_Your objective:_ Take every line in the entries that includes the word "actual" and copy it.

[Recorded data]
use rust_decimal::Decimal;
use sqlx::PgPool;
use uuid::Uuid;

use crate::models::Product;
use crate::orders::{Order, OrderItem, OrderStatus, PaymentStatus};
use crate::orders::error::OrderError;

const ORDER_COLUMNS: &str = "id, user_id, status, payment_status, subtotal, discount_amount, \
     coin_discount, coins_redeemed, coupon_code, discount_code, total_price, created_at, updated_at";

const PRODUCT_COLUMNS: &str =
    "id, name, category, description, price, image_url, stock, specifications, created_at, updated_at";

/// Repository for product lookups during checkout
#[derive(Clone)]
pub struct ProductRepository {
    pool: PgPool,
}

impl ProductRepository {
    /// Create a new ProductRepository
    pub fn new(pool: PgPool) -> Self {
        Self { pool }
    }

    /// Find a product by ID
    pub async fn find_by_id(&self, id: i32) -> Result<Option<Product>, OrderError> {
        let query = format!("SELECT {} FROM products WHERE id = $1", PRODUCT_COLUMNS);
        let product = sqlx::query_as::<_, Product>(&query)
            .bind(id)
            .fetch_optional(&self.pool)
            .await?;

        Ok(product)
    }

    /// Find multiple products by IDs
    pub async fn find_by_ids(&self, ids: &[i32]) -> Result<Vec<Product>, OrderError> {
        let query = format!("SELECT {} FROM products WHERE id = ANY($1)", PRODUCT_COLUMNS);
        let products = sqlx::query_as::<_, Product>(&query)
            .bind(ids)
            .fetch_all(&self.pool)
            .await?;

        Ok(products)
    }
}

/// Fields persisted for a new order
pub struct NewOrder {
    pub id: Uuid,
    pub user_id: i32,
    pub subtotal: Decimal,
    pub discount_amount: Decimal,
    pub coin_discount: Decimal,
    pub coins_redeemed: i64,
    pub coupon_code: Option<String>,
    pub discount_code: Option<String>,
    pub total_price: Decimal,
    /// (product_id, quantity, price_snapshot, subtotal)
    pub items: Vec<(i32, i32, Decimal, Decimal)>,
}

/// Repository for order operations
#[derive(Clone)]
pub struct OrdersRepository {
    pool: PgPool,
}

impl OrdersRepository {
    /// Create a new OrdersRepository
    pub fn new(pool: PgPool) -> Self {
        Self { pool }
    }

    /// Create an order with its items and decrement stock, all in one
    /// transaction. The stock UPDATE is guarded so concurrent checkouts
    /// cannot take the count below zero.
    pub async fn create(&self, new_order: NewOrder) -> Result<Order, OrderError> {
        let mut tx = self.pool.begin().await?;

        let query = format!(
            "INSERT INTO orders (id, user_id, status, payment_status, subtotal, discount_amount, \
             coin_discount, coins_redeemed, coupon_code, discount_code, total_price) \
             VALUES ($1, $2, $3, $4, $5, $6, $7, $8, $9, $10, $11) RETURNING {}",
            ORDER_COLUMNS
        );
        let order = sqlx::query_as::<_, Order>(&query)
            .bind(new_order.id)
            .bind(new_order.user_id)
            .bind(OrderStatus::Pending)
            .bind(PaymentStatus::Unpaid)
            .bind(new_order.subtotal)
            .bind(new_order.discount_amount)
            .bind(new_order.coin_discount)
            .bind(new_order.coins_redeemed)
            .bind(&new_order.coupon_code)
            .bind(&new_order.discount_code)
            .bind(new_order.total_price)
            .fetch_one(&mut *tx)
            .await?;

        for (product_id, quantity, price_snapshot, subtotal) in new_order.items {
            let result = sqlx::query(
                "UPDATE products SET stock = stock - $1, updated_at = NOW() \
                 WHERE id = $2 AND stock >= $1",
            )
            .bind(quantity)
            .bind(product_id)
            .execute(&mut *tx)
            .await?;

            if result.rows_affected() == 0 {
                let available: Option<(i32,)> =
                    sqlx::query_as("SELECT stock FROM products WHERE id = $1")
                        .bind(product_id)
                        .fetch_optional(&mut *tx)
                        .await?;
                return match available {
                    None => Err(OrderError::ProductNotFound(product_id)),
                    Some((stock,)) => Err(OrderError::OutOfStock {
                        product_id,
                        requested: quantity,
                        available: stock,
                    }),
                };
            }

            sqlx::query(
                "INSERT INTO order_items (order_id, product_id, quantity, price_snapshot, subtotal) \
                 VALUES ($1, $2, $3, $4, $5)",
            )
            .bind(order.id)
            .bind(product_id)
            .bind(quantity)
            .bind(price_snapshot)
            .bind(subtotal)
            .execute(&mut *tx)
            .await?;
        }

        tx.commit().await?;

        Ok(order)
    }

    /// Find an order by ID
    pub async fn find_by_id(&self, order_id: Uuid) -> Result<Option<Order>, OrderError> {
        let query = format!("SELECT {} FROM orders WHERE id = $1", ORDER_COLUMNS);
        let order = sqlx::query_as::<_, Order>(&query)
            .bind(order_id)
            .fetch_optional(&self.pool)
            .await?;

        Ok(order)
    }

    /// Find orders by user ID with optional status filter
    pub async fn find_by_user_id(
        &self,
        user_id: i32,
        status: Option<OrderStatus>,
    ) -> Result<Vec<Order>, OrderError> {
        let orders = match status {
            Some(status_filter) => {
                let query = format!(
                    "SELECT {} FROM orders WHERE user_id = $1 AND status = $2 \
                     ORDER BY created_at DESC",
                    ORDER_COLUMNS
                );
                sqlx::query_as::<_, Order>(&query)
                    .bind(user_id)
                    .bind(status_filter)
                    .fetch_all(&self.pool)
                    .await?
            }
            None => {
                let query = format!(
                    "SELECT {} FROM orders WHERE user_id = $1 ORDER BY created_at DESC",
                    ORDER_COLUMNS
                );
                sqlx::query_as::<_, Order>(&query)
                    .bind(user_id)
                    .fetch_all(&self.pool)
                    .await?
            }
        };

        Ok(orders)
    }

    /// Update order status
    pub async fn update_status(
        &self,
        order_id: Uuid,
        new_status: OrderStatus,
    ) -> Result<Order, OrderError> {
        let query = format!(
            "UPDATE orders SET status = $1, updated_at = NOW() WHERE id = $2 RETURNING {}",
            ORDER_COLUMNS
        );
        let order = sqlx::query_as::<_, Order>(&query)
            .bind(new_status)
            .bind(order_id)
            .fetch_optional(&self.pool)
            .await?
            .ok_or(OrderError::NotFound)?;

        Ok(order)
    }

    /// Update payment status
    pub async fn update_payment_status(
        &self,
        order_id: Uuid,
        new_payment_status: PaymentStatus,
    ) -> Result<Order, OrderError> {
        let query = format!(
            "UPDATE orders SET payment_status = $1, updated_at = NOW() WHERE id = $2 RETURNING {}",
            ORDER_COLUMNS
        );
        let order = sqlx::query_as::<_, Order>(&query)
            .bind(new_payment_status)
            .bind(order_id)
            .fetch_optional(&self.pool)
            .await?
            .ok_or(OrderError::NotFound)?;

        Ok(order)
    }
}

/// Repository for order items operations
#[derive(Clone)]
pub struct OrderItemsRepository {
    pool: PgPool,
}

impl OrderItemsRepository {
    /// Create a new OrderItemsRepository
    pub fn new(pool: PgPool) -> Self {
        Self { pool }
    }

    /// Find all items for a given order
    pub async fn find_by_order_id(&self, order_id: Uuid) -> Result<Vec<OrderItem>, OrderError> {
        let items = sqlx::query_as::<_, OrderItem>(
            "SELECT id, order_id, product_id, quantity, price_snapshot, subtotal \
             FROM order_items WHERE order_id = $1 ORDER BY id",
        )
        .bind(order_id)
        .fetch_all(&self.pool)
        .await?;

        Ok(items)
    }
}
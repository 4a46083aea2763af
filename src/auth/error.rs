// Authentication and authorization error types

use axum::{
    http::StatusCode,
    response::{IntoResponse, Response},
    Json,
};
use serde_json::json;
use thiserror::Error;
use tracing::{error, warn};
use crate::auth::models::Role;

/// Authentication and authorization error types
#[derive(Debug, Error)]
pub enum AuthError {
    #[error("Validation error: {0}")]
    ValidationError(String),

    #[error("Invalid email or password")]
    InvalidCredentials,

    #[error("Invalid token")]
    InvalidToken,

    #[error("Token has expired")]
    ExpiredToken,

    #[error("Missing authentication token")]
    MissingToken,

    #[error("Email already exists")]
    EmailAlreadyExists,

    #[error("Database error: {0}")]
    DatabaseError(String),

    #[error("Password hashing error")]
    PasswordHashError,

    #[error("Invalid password: {0}")]
    InvalidPasswordFormat(String),

    #[error("Token generation error: {0}")]
    TokenGenerationError(String),

    /// User lacks the role the endpoint requires
    #[error("Insufficient permissions: required role '{required}', but user has role '{actual}'")]
    InsufficientPermissions { required: Role, actual: Role },

    #[error("Configuration error: {0}")]
    ConfigError(String),
}

impl From<validator::ValidationErrors> for AuthError {
    fn from(err: validator::ValidationErrors) -> Self {
        AuthError::ValidationError(err.to_string())
    }
}

impl IntoResponse for AuthError {
    fn into_response(self) -> Response {
        let (status, message) = match &self {
            AuthError::ValidationError(msg) => (StatusCode::BAD_REQUEST, msg.clone()),
            AuthError::InvalidCredentials => {
                (StatusCode::UNAUTHORIZED, "Invalid email or password".to_string())
            }
            AuthError::InvalidToken => {
                warn!("Invalid token attempt");
                (StatusCode::UNAUTHORIZED, "Invalid token".to_string())
            }
            AuthError::ExpiredToken => {
                warn!("Expired token attempt");
                (StatusCode::UNAUTHORIZED, "Token has expired".to_string())
            }
            AuthError::MissingToken => {
                warn!("Missing token in request");
                (StatusCode::UNAUTHORIZED, "Missing authentication token".to_string())
            }
            AuthError::EmailAlreadyExists => {
                (StatusCode::CONFLICT, "Email already exists".to_string())
            }
            AuthError::DatabaseError(msg) => {
                error!("Database error in auth: {}", msg);
                (StatusCode::INTERNAL_SERVER_ERROR, "Internal server error".to_string())
            }
            AuthError::PasswordHashError => {
                error!("Password hashing failure");
                (StatusCode::INTERNAL_SERVER_ERROR, "Internal server error".to_string())
            }
            AuthError::InvalidPasswordFormat(msg) => (StatusCode::BAD_REQUEST, msg.clone()),
            AuthError::TokenGenerationError(msg) => {
                error!("Token generation error: {}", msg);
                (StatusCode::INTERNAL_SERVER_ERROR, "Internal server error".to_string())
            }
            AuthError::InsufficientPermissions { required, actual } => {
                warn!(
                    "Authorization failure: required '{}', actual '{}'",
                    required, actual
                );
                (StatusCode::FORBIDDEN, "Insufficient permissions".to_string())
            }
            AuthError::ConfigError(msg) => {
                error!("Auth configuration error: {}", msg);
                (StatusCode::INTERNAL_SERVER_ERROR, "Internal server error".to_string())
            }
        };

        let body = Json(json!({
            "error": message,
        }));

        (status, body).into_response()
    }
}

#[cfg(test)]
mod tests {
    use super::*;

    #[test]
    fn test_error_display() {
        assert_eq!(
            AuthError::InvalidCredentials.to_string(),
            "Invalid email or password"
        );
        assert_eq!(
            AuthError::InsufficientPermissions {
                required: Role::Admin,
                actual: Role::User,
            }
            .to_string(),
            "Insufficient permissions: required role 'admin', but user has role 'user'"
        );
    }
}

_Completed task:_
    #[error("Insufficient permissions: required role '{required}', but user has role '{actual}'")]
    InsufficientPermissions { required: Role, actual: Role },
            AuthError::InsufficientPermissions { required, actual } => {
                    "Authorization failure: required '{}', actual '{}'",
                    required, actual
                actual: Role::User,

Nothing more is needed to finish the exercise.